As the dust settles in Iran, all eyes turn to North Korea

All the talk about the damage done to Iran’s nuclear facilities during last month’s bombing and shelling by the Israelis and the Americans has to be speculative. No one on the ground in Iran is telling us whether the deepest complex at Fordow was destroyed or badly damaged; we’re not likely to know for months or years — if ever — what really happened in the labyrinth of tunnels dug into the side of a mountain.
President Trump may be forgiven for engaging in hyperbole when he says Fordow was “obliterated” by the bunker-busters dropped from B2 bombers, while his critics, in reverse hyperbole, insist the Iranian nuclear program was set back only a few months. Both these estimates have their roots in political bias as much as physical or scientific evidence.
One set of foreign observers, though, has got to know more: the North Koreans, who have long been advising, aiding and abetting Iran on its nuclear program.
Former President George W. Bush, in his first “state of the union” address in 2002, described North Korea and Iran as poles in an “axis of evil” that also included Iraq, then ruled by Saddam Hussein, overthrown by U.S. forces on Bush’s orders more than a year later. The axis, without Iraq, has flourished ever since the North Koreans provided first the missiles and then the technology for producing its own version of the North’s mid-range Rodong.

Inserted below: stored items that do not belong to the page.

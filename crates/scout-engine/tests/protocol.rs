mod common;

use common::{open_budgets, profile_page, FailAt, MockApi, MockPages, PageStats};
use scout_core::{Platform, Post, ScrapeErrorKind, ScrapeMethod, ScrapeOutcome};
use scout_engine::{ProfileScraper, ScrapeProtocol};
use scout_niche::KeywordClassifier;
use std::sync::atomic::Ordering;
use std::sync::Arc;

const PROFILE_URL: &str = "https://www.instagram.com/fit_jane/";

fn protocol(pages: MockPages) -> ScrapeProtocol {
    ScrapeProtocol::new(
        Arc::new(pages),
        open_budgets(),
        Arc::new(KeywordClassifier::default()),
    )
}

fn working_pages() -> MockPages {
    MockPages::new().with_profile(|_| {
        Some(profile_page(
            "Jane",
            "1K",
            "Coach | gym and workout plans | jane@fit.io",
        ))
    })
}

fn api_post(n: u64, likes: u64) -> Post {
    Post {
        url: format!("https://www.instagram.com/p/{n}/"),
        timestamp: None,
        likes: Some(likes),
        comments: Some(0),
        caption: Some("new laptop setup for coding".to_string()),
        engagement_rate: None,
    }
}

#[tokio::test]
async fn test_invalid_url_takes_no_network_action() {
    let pages = working_pages();
    let stats = Arc::clone(&pages.stats);
    let api = Arc::new(MockApi::new(Platform::Instagram, FailAt::Nowhere));
    let protocol = protocol(pages).with_api(api.clone());

    for url in ["not a url", "https://www.linkedin.com/in/jane/", "https://www.instagram.com/p/abc/"] {
        let outcome = protocol.scrape(Platform::Instagram, url, true).await;
        assert_eq!(outcome.error_kind(), Some(ScrapeErrorKind::InvalidInput), "{url}");
        assert_eq!(outcome.method_used(), None);
    }
    assert_eq!(api.calls.load(Ordering::SeqCst), 0);
    assert_eq!(PageStats::get(&stats.opens), 0);
}

#[tokio::test]
async fn test_without_credentials_goes_straight_to_fallback() {
    let pages = working_pages();
    let stats = Arc::clone(&pages.stats);
    let protocol = protocol(pages);
    assert!(!protocol.has_api(Platform::Instagram));

    let outcome = protocol.scrape(Platform::Instagram, PROFILE_URL, true).await;

    assert_eq!(outcome.method_used(), Some(ScrapeMethod::Fallback));
    let profile = outcome.profile().expect("profile");
    assert_eq!(profile.handle.as_str(), "fit_jane");
    assert_eq!(profile.display_name.as_deref(), Some("Jane"));
    assert_eq!(profile.follower_count, Some(1_000));
    assert_eq!(profile.post_count, Some(1_204));
    assert_eq!(profile.public_contact_email.as_deref(), Some("jane@fit.io"));
    assert_eq!(profile.niche.as_deref(), Some("Fitness"));
    assert_eq!(profile.raw, None);
    assert_eq!(PageStats::get(&stats.closes), 1);
}

#[tokio::test]
async fn test_api_success_uses_api() {
    let api = Arc::new(
        MockApi::new(Platform::Instagram, FailAt::Nowhere)
            .with_posts(vec![api_post(1, 10), api_post(2, 40), api_post(3, 20), api_post(4, 30)]),
    );
    let pages = working_pages();
    let stats = Arc::clone(&pages.stats);
    let protocol = protocol(pages).with_api(api.clone()).with_store_raw(true);

    let outcome = protocol.scrape(Platform::Instagram, PROFILE_URL, true).await;

    assert_eq!(outcome.method_used(), Some(ScrapeMethod::Api));
    assert_eq!(api.calls.load(Ordering::SeqCst), 3);
    assert_eq!(PageStats::get(&stats.opens), 0);

    let profile = outcome.profile().expect("profile");
    assert_eq!(profile.niche.as_deref(), Some("Tech"));
    assert_eq!(profile.public_contact_email.as_deref(), Some("biz@api.dev"));
    assert_eq!(profile.raw, Some(serde_json::json!({ "id": "42" })));
    // (10 + 40 + 20 + 30) / (1000 * 4)
    assert_eq!(profile.engagement_rate, Some(0.025));

    let top: Vec<&str> = profile.top_posts.iter().map(|p| p.url.as_str()).collect();
    assert_eq!(
        top,
        vec![
            "https://www.instagram.com/p/2/",
            "https://www.instagram.com/p/4/",
            "https://www.instagram.com/p/3/",
        ]
    );
    assert_eq!(profile.recent_posts.len(), 4);
    assert_eq!(profile.top_posts[0].engagement_rate, Some(0.04));
}

#[tokio::test]
async fn test_prefer_api_false_skips_api() {
    let api = Arc::new(MockApi::new(Platform::Instagram, FailAt::Nowhere));
    let protocol = protocol(working_pages()).with_api(api.clone());

    let outcome = protocol.scrape(Platform::Instagram, PROFILE_URL, false).await;

    assert_eq!(outcome.method_used(), Some(ScrapeMethod::Fallback));
    assert_eq!(api.calls.load(Ordering::SeqCst), 0);
}

#[tokio::test]
async fn test_api_failure_falls_back_once() {
    for fail_at in [FailAt::Identity, FailAt::Profile, FailAt::Content] {
        let api = Arc::new(MockApi::new(Platform::Instagram, fail_at));
        let pages = working_pages();
        let stats = Arc::clone(&pages.stats);
        let protocol = protocol(pages).with_api(api);

        let outcome = protocol.scrape(Platform::Instagram, PROFILE_URL, true).await;

        assert!(outcome.is_success(), "{fail_at:?}");
        assert_eq!(outcome.method_used(), Some(ScrapeMethod::Fallback));
        assert_eq!(PageStats::get(&stats.opens), 1);
    }
}

#[tokio::test]
async fn test_extraction_failure_is_terminal() {
    let api = Arc::new(MockApi::new(Platform::Instagram, FailAt::Profile));
    let pages = MockPages::new();
    let stats = Arc::clone(&pages.stats);
    let protocol = protocol(pages).with_api(api);

    let outcome = protocol.scrape(Platform::Instagram, PROFILE_URL, true).await;

    match outcome {
        ScrapeOutcome::Failure {
            kind,
            method_used,
            message,
        } => {
            assert_eq!(kind, ScrapeErrorKind::ExtractionError);
            assert_eq!(method_used, Some(ScrapeMethod::Fallback));
            assert!(message.contains("selectors matched nothing"));
        }
        ScrapeOutcome::Success { .. } => panic!("expected failure"),
    }
    assert_eq!(PageStats::get(&stats.opens), 1);
    assert_eq!(PageStats::get(&stats.closes), 1);
}

#[tokio::test]
async fn test_engagement_is_clamped() {
    let pages = MockPages::new().with_profile(|_| Some(profile_page("Tiny", "10", "")));
    let protocol = protocol(pages);

    let outcome = protocol.scrape(Platform::Instagram, PROFILE_URL, true).await;
    let profile = outcome.profile().expect("profile");

    assert_eq!(profile.engagement_rate, Some(1.0));
    assert!(profile
        .top_posts
        .iter()
        .all(|p| p.engagement_rate == Some(1.0)));
    assert_eq!(profile.recent_posts[0].url, "https://www.instagram.com/p/two/");
    assert!(profile.validate().is_ok());
}

#[tokio::test]
async fn test_page_raw_kept_when_configured() {
    let protocol = protocol(working_pages()).with_store_raw(true);

    let outcome = protocol.scrape(Platform::Instagram, PROFILE_URL, false).await;
    let raw = outcome.profile().and_then(|p| p.raw.clone()).expect("raw");

    assert_eq!(raw["display_name"], "Jane");
}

There’s no word how many North Korean advisers were still in Iran during what Trump has called the “12-day war,” but it’s safe to assume North Korea’s leader, Kim Jong Un, would have gotten a realistic version of what really happened. How could it have been otherwise, considering that most of the missiles fired back at Israel by the Iranians were of North Korean design?
Iranian and North Korean experts have been going back and forth ever since Saddam Hussein initiated the Iran-Iraq war in the 1980s, when the North began plying Iran with artillery shells and other armaments. After Pakistan tested its first nuclear device in 1998, the “father” of the Pakistani bomb, physicist AQ Khan, provided North Korea with nuclear technology that the North then passed on to Iran. Considering the North’s central role as the source of Iran’s rise as a near-nuclear power, we may be sure Kim will want to maintain a relationship from which his regime has reaped billions of dollars.
“Hundreds of people are still working on missile sites” in Iran, Bruce Bechtol, author of numerous books and articles on North Korea’s armed forces, remarked on a podcast as the bombs and shells were still falling on Iran. “North Korea does not evacuate its people when war breaks out.” If Iran is to recover from the strikes, it will be with North Korean advice and assistance as usual.
All eyes are now on North Korea for its response to the Israeli and American strikes.
“I doubt that it will take any provocative action,” David Maxwell, a retired American army colonel who did five tours in South Korea as a special forces officer, remarked to me in an email, “but I would like to see if it takes any action to secure its own facilities out of fear of a US strike.” North Korea “will certainly want to get [bomb damage assessment] from the Iranian facilities,” he said. “They will want to learn from these strikes and determine what modifications they will need to make their own facilities to further harden them. They will want to know if our ‘bunker buster’ can really bust their bunkers.”
Decisive though the American response may have appeared, it cannot compare with the bombing needed to wipe out North Korea’s nuclear facilities. Iran may have been on the brink of producing its first nuclear warheads, but North Korea has made dozens of them — perhaps 100 or so. Kim is very unlikely to yield to U.S. and South Korean demands that he give up his entire nuclear program. At least, however, the American bombing, as well as strikes by Tomahawk missiles fired by American submarines, should demonstrate what the American military machine is theoretically capable of doing to the North Koreans.
Trump and South Korea’s new president, Lee Jae-myung, are both looking for renewed dialogue with North Korea. There is little chance of either of them endorsing a strike against North Korea. By attacking the Iranian sites, however, Washington should have given Pyongyang an idea of the hell that might befall North Korea if Kim were to begin to make good on his threats against South Korea It’s possible, optimistically, to speculate that Kim, far from responding adversely, may be inclined to talk after seeing this display of military might against his Iranian friends.
It’s also possible that Kim might choose to strengthen his own defenses, to make the North Korean sites beyond the reach of any bunker-busters, while shoring up his ties to Russia as well as China. Time will tell.
Donald Kirk has been a journalist for more than 60 years, focusing much of his career on conflict in Asia and the Middle East, including as a correspondent for the Washington Star and Chicago Tribune. He is currently a freelance correspondent covering North and South Korea, and is the author of several books about Asian affairs.